È un Valerio Di Benedetto di rara intensità quello che al Todi Festival porta in scena Pietro Orlandi, Fratello, scritto e diretto da Giovanni Franci. Un testo non nuovo, già presentato in altre sedi, che Franci ha aggiornato nel tempo seguendo gli sviluppi dell’inchiesta. Ma mai Di Benedetto aveva restituito il personaggio con tanta spontaneità e precisione. In questa replica non interpreta Pietro Orlandi: è Pietro.

In scena una drammaturgia che è insieme memoir familiare e atto d’accusa politico, dove ogni parola pesa come una pietra gettata in uno stagno di silenzi istituzionali. Il ritratto di un uomo che, cercando sua sorella, ha trovato una missione: impedire al potere di seppellire la verità insieme ai suoi segreti inconfessabili.
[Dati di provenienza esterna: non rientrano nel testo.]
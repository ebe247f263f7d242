//! A scanning session wiring the patch store to every engine.

use crossbeam_channel::Receiver;
use nalgebra::Matrix4;
use tracing::{debug, info};

#[cfg(feature = "serde")]
use serde::{Deserialize, Serialize};

use scan_cloud::{ExtractionParams, PointCloudExtractor, downsample_to_budget};
use scan_coverage::{
    CoverageEvent, CoverageParams, CoverageStatistics, Gap, SharedCoverageTracker, UpdateOutcome,
    ViewGuidance,
};
use scan_fusion::{DepthFusionEngine, FusionParams};
use scan_repair::{CorrectionEvent, CorrectionParams, CorrectionResult, MeshCorrectionEngine};
use scan_types::{
    DepthFrame, PatchEvent, PatchStore, PointCloud, ScanResult, SurfacePatch, Timestamp,
    WorkerPool, merge_patches,
};

/// Parameters for every engine in a [`ScanSession`].
///
/// # Example
///
/// ```
/// use scan::SessionConfig;
/// use scan::coverage::CoverageParams;
///
/// let config = SessionConfig::default().with_coverage(CoverageParams::fine());
/// assert!(config.validate().is_ok());
/// ```
#[derive(Debug, Clone, PartialEq, Default)]
#[cfg_attr(feature = "serde", derive(Serialize, Deserialize))]
#[cfg_attr(feature = "serde", serde(default))]
pub struct SessionConfig {
    /// Point cloud extraction.
    pub extraction: ExtractionParams,
    /// Depth fusion and refinement.
    pub fusion: FusionParams,
    /// Mesh correction.
    pub correction: CorrectionParams,
    /// Coverage tracking.
    pub coverage: CoverageParams,
}

impl SessionConfig {
    /// Creates a configuration with every component at its defaults.
    #[must_use]
    pub fn new() -> Self {
        Self::default()
    }

    /// Sets the extraction parameters.
    #[must_use]
    pub fn with_extraction(mut self, params: ExtractionParams) -> Self {
        self.extraction = params;
        self
    }

    /// Sets the fusion parameters.
    #[must_use]
    pub fn with_fusion(mut self, params: FusionParams) -> Self {
        self.fusion = params;
        self
    }

    /// Sets the correction parameters.
    #[must_use]
    pub fn with_correction(mut self, params: CorrectionParams) -> Self {
        self.correction = params;
        self
    }

    /// Sets the coverage parameters.
    #[must_use]
    pub fn with_coverage(mut self, params: CoverageParams) -> Self {
        self.coverage = params;
        self
    }

    /// Validates every component's parameters.
    ///
    /// # Errors
    ///
    /// Returns the first [`ScanError::InvalidConfiguration`] found, checking
    /// extraction, fusion, correction and coverage in that order.
    ///
    /// [`ScanError::InvalidConfiguration`]: scan_types::ScanError::InvalidConfiguration
    pub fn validate(&self) -> ScanResult<()> {
        self.extraction.validate()?;
        self.fusion.validate()?;
        self.correction.validate()?;
        self.coverage.validate()
    }
}

/// One handheld scan: the latest surface patches plus the engines that
/// consume them.
///
/// Patch lifecycle events go to [`on_patch_event`](Self::on_patch_event);
/// camera updates feed the stored patches to the coverage tracker. Outputs
/// (point clouds, the corrected mesh, coverage figures) are computed on
/// demand from a snapshot of the store.
///
/// The coverage tracker is shared: [`coverage`](Self::coverage) hands out a
/// handle that capture callbacks on other threads can update directly.
///
/// # Example
///
/// ```
/// use nalgebra::{Matrix4, Point3};
/// use scan::{ScanSession, SessionConfig};
/// use scan::types::{PatchEvent, PatchId, SurfacePatch, Timestamp};
///
/// let mut session = ScanSession::new(SessionConfig::default());
/// let patch = SurfacePatch::new(
///     PatchId(1),
///     vec![
///         Point3::new(0.0, 0.0, 1.0),
///         Point3::new(0.1, 0.0, 1.0),
///         Point3::new(0.0, 0.1, 1.0),
///     ],
///     vec![[0, 1, 2]],
/// );
/// session.on_patch_event(PatchEvent::Added(patch));
/// session.on_camera_update(&Matrix4::identity(), Timestamp::zero());
///
/// assert_eq!(session.point_cloud().len(), 3);
/// assert!(session.coverage_statistics().total_cells > 0);
/// assert_eq!(session.corrected_mesh().face_count(), 1);
/// ```
#[derive(Debug)]
pub struct ScanSession {
    config: SessionConfig,
    store: PatchStore,
    coverage: SharedCoverageTracker,
    extractor: PointCloudExtractor,
    fusion: DepthFusionEngine,
    correction: MeshCorrectionEngine,
}

impl Default for ScanSession {
    fn default() -> Self {
        Self::new(SessionConfig::default())
    }
}

impl ScanSession {
    /// Creates a session running batch work on rayon's global pool.
    ///
    /// Invalid parameters are not rejected here; each engine reports them
    /// when it is used. Call [`try_new`](Self::try_new) to check up front.
    #[must_use]
    pub fn new(config: SessionConfig) -> Self {
        Self::with_pool(config, WorkerPool::global())
    }

    /// Creates a session after validating `config`.
    ///
    /// # Errors
    ///
    /// Returns the configuration error of the first invalid component.
    pub fn try_new(config: SessionConfig) -> ScanResult<Self> {
        config.validate()?;
        Ok(Self::new(config))
    }

    /// Creates a session running batch work on `pool`.
    #[must_use]
    pub fn with_pool(config: SessionConfig, pool: WorkerPool) -> Self {
        Self {
            store: PatchStore::new(),
            coverage: SharedCoverageTracker::new(config.coverage.clone()),
            extractor: PointCloudExtractor::new(config.extraction.clone()).with_pool(pool.clone()),
            fusion: DepthFusionEngine::new(config.fusion.clone()).with_pool(pool.clone()),
            correction: MeshCorrectionEngine::new(config.correction.clone()).with_pool(pool),
            config,
        }
    }

    /// Returns the session configuration.
    #[must_use]
    pub fn config(&self) -> &SessionConfig {
        &self.config
    }

    /// Returns the patch store.
    #[must_use]
    pub fn store(&self) -> &PatchStore {
        &self.store
    }

    /// Returns a handle to the coverage tracker.
    #[must_use]
    pub fn coverage(&self) -> &SharedCoverageTracker {
        &self.coverage
    }

    /// Applies a patch lifecycle event. Returns true if the store changed.
    pub fn on_patch_event(&mut self, event: PatchEvent) -> bool {
        self.store.apply(event)
    }

    /// Feeds the stored patches seen from `camera_transform` to the coverage
    /// tracker.
    ///
    /// Patches already sampled at their current revision are skipped by the
    /// tracker. A throttled update returns before the store is copied.
    pub fn on_camera_update(
        &self,
        camera_transform: &Matrix4<f64>,
        now: Timestamp,
    ) -> UpdateOutcome {
        self.coverage.update_with(camera_transform, now, || self.store.snapshot())
    }

    /// Current coverage figures.
    #[must_use]
    pub fn coverage_statistics(&self) -> CoverageStatistics {
        self.coverage.statistics()
    }

    /// Current gaps, highest priority first.
    #[must_use]
    pub fn gaps(&self) -> Vec<Gap> {
        self.coverage.gaps()
    }

    /// Where to move the camera next, if any gap is known.
    #[must_use]
    pub fn guidance(&self) -> Option<ViewGuidance> {
        self.coverage.guidance()
    }

    /// Subscribes to coverage events.
    pub fn subscribe_coverage(&self) -> Receiver<CoverageEvent> {
        self.coverage.subscribe()
    }

    /// Subscribes to mesh correction events.
    pub fn subscribe_corrections(&self) -> Receiver<CorrectionEvent> {
        self.correction.subscribe()
    }

    /// World-space point cloud of every stored patch.
    #[must_use]
    pub fn point_cloud(&self) -> PointCloud {
        self.extractor.extract_patches(&self.store.snapshot())
    }

    /// Point cloud back-projected from a single primary depth frame.
    #[must_use]
    pub fn depth_point_cloud(&self, frame: &DepthFrame) -> PointCloud {
        self.extractor.extract_depth(frame)
    }

    /// Fuses `primary` with a secondary depth estimate of `width × height`
    /// and back-projects the result, downsampled to the extraction budget.
    ///
    /// Invalid secondary input falls back to the primary depth.
    #[must_use]
    pub fn fused_point_cloud(
        &self,
        primary: &DepthFrame,
        secondary: &[f32],
        width: u32,
        height: u32,
    ) -> PointCloud {
        let fused = self.fusion.fuse_frames(primary, secondary, width, height);
        let cloud = self.fusion.fused_to_point_cloud(&fused.to_frame(primary));
        let extraction = &self.config.extraction;
        let reduced = downsample_to_budget(&cloud, extraction.voxel_size, extraction.max_points);
        debug!(
            fused = cloud.len(),
            kept = reduced.len(),
            primary_coverage = fused.stats.primary_coverage,
            "fused point cloud"
        );
        reduced
    }

    /// Refines every stored patch against `primary` fused with a secondary
    /// depth estimate. Patches whose vertices moved are stored as new
    /// revisions.
    ///
    /// Returns the number of patches that changed.
    pub fn refine_with(
        &mut self,
        primary: &DepthFrame,
        secondary: &[f32],
        width: u32,
        height: u32,
    ) -> usize {
        let fused = self.fusion.fuse_frames(primary, secondary, width, height);
        let frame = fused.to_frame(primary);
        let current = self.store.snapshot();
        let refined = self.fusion.refine_patches(&current, &frame);

        let mut changed = 0;
        for (before, after) in current.iter().zip(refined) {
            if after.vertices != before.vertices && self.store.apply(PatchEvent::Updated(after)) {
                changed += 1;
            }
        }
        info!(patches = changed, "refined stored patches");
        changed
    }

    /// Merges every stored patch into world space and corrects the result.
    #[must_use]
    pub fn corrected_mesh(&self) -> SurfacePatch {
        self.corrected_mesh_detailed().patch
    }

    /// [`corrected_mesh`](Self::corrected_mesh) with the correction summary.
    #[must_use]
    pub fn corrected_mesh_detailed(&self) -> CorrectionResult {
        let merged = merge_patches(&self.store.snapshot());
        self.correction.correct_detailed(&merged)
    }

    /// Discards every patch and all coverage for a new scan.
    pub fn reset(&mut self) {
        self.store.clear();
        self.coverage.reset();
        info!("scan session reset");
    }
}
E che Silvano Spada abbia scelto di ospitare questo spettacolo al suo Todi Festival non è un dettaglio: è un atto di coraggio culturale in un panorama teatrale che preferisce sempre più spesso evitare verità troppo ingombranti.

Una porta che sbatte, un telefono che squilla; e poi mai più. È da qui che parte la narrazione: da un litigio tra fratelli che diventa una condanna eterna; da un pomeriggio qualsiasi di giugno 1983 che si apre su un abisso.

La scena è essenziale: un uomo solo al centro, davanti a un grande schermo bianco, dove scorrono le immagini di una delle pagine più nere della storia italiana. Per quella vaticana, semplice routine. Sul fondale scorrono immagini e frasi che scolpiscono quarant’anni di menzogne.

Il monologo si struttura come un flusso di coscienza nel silenzio assordante del potere. Il testo alterna l’intimo e il politico, il ricordo di una famiglia devota al Vaticano e la scoperta del suo tradimento. La fede tradita non è solo religiosa: è fiducia nello Stato, nella giustizia, negli uomini che avrebbero dovuto proteggere e invece hanno insabbiato, deriso, respinto. “Sono stato tradito da chi ho servito”, ammette il padre di Emanuela.Minacciato, torturato, anche solo con l’ascolto di un audio agghiacciante attribuito a sua figlia: per favore basta! Smettete di farmi male.

Di Benedetto non cede al pietismo facile, non spinge sulla commozione programmata. Racconta con indignazione composta, con dolore che resta dignità. Cammina tra le lapidi del potere vaticano, elenca nomi e storie ormai entrati nella cronaca nera del Paese: la Banda della Magliana, i cardinali e i magistrati che insabbiarono; i papi omertosi, gli intrecci fra mafia, massoneria, Stato e Chiesa. Racconta di una donna novantacinquenne che, ancora oggi, dopo quarantadue anni, chiede al figlio: hai trovato tua sorella? Ogni episodio è ricostruito con taglio netto, ma è la voce di Pietro a renderlo insostenibile e necessario. Mentre lo spettatore assiste attonito al passaggio di un carosello di papi, di santi, di monsignori, di eccellenze e di ruffiani. Una danza macabra.

Il risultato è una “stand up tragedy” che fa del teatro un tribunale morale. Non c’è catarsi, non c’è soluzione: c’è un atto di resistenza civile, la trasformazione del dolore privato in lotta pubblica. Alla fine, resta la promessa che la ricerca non si fermerà: se non con Pietro, con i suoi figli. È un finale che non consola, ma consegna allo spettatore una responsabilità: guardare in faccia il silenzio e non girarsi dall’altra parte. Mentre, su quello schermo in fondo al palcoscenico, appare il volto sorridente di Emanuela. Lì, fermo nel tempo, come se il tempo, per lei, non fosse mai trascorso.

Alla fine il pubblico, con gli occhi lucidi e le lacrime in gola, si avvicina a Pietro Orlandi, ringrazia, lo abbraccia simbolicamente in un’unione di affetti che segna quella grande distanza che esiste tra chi vive dentro e fuori le antiche mura leonine. Un abbraccio tra esseri ancora umani.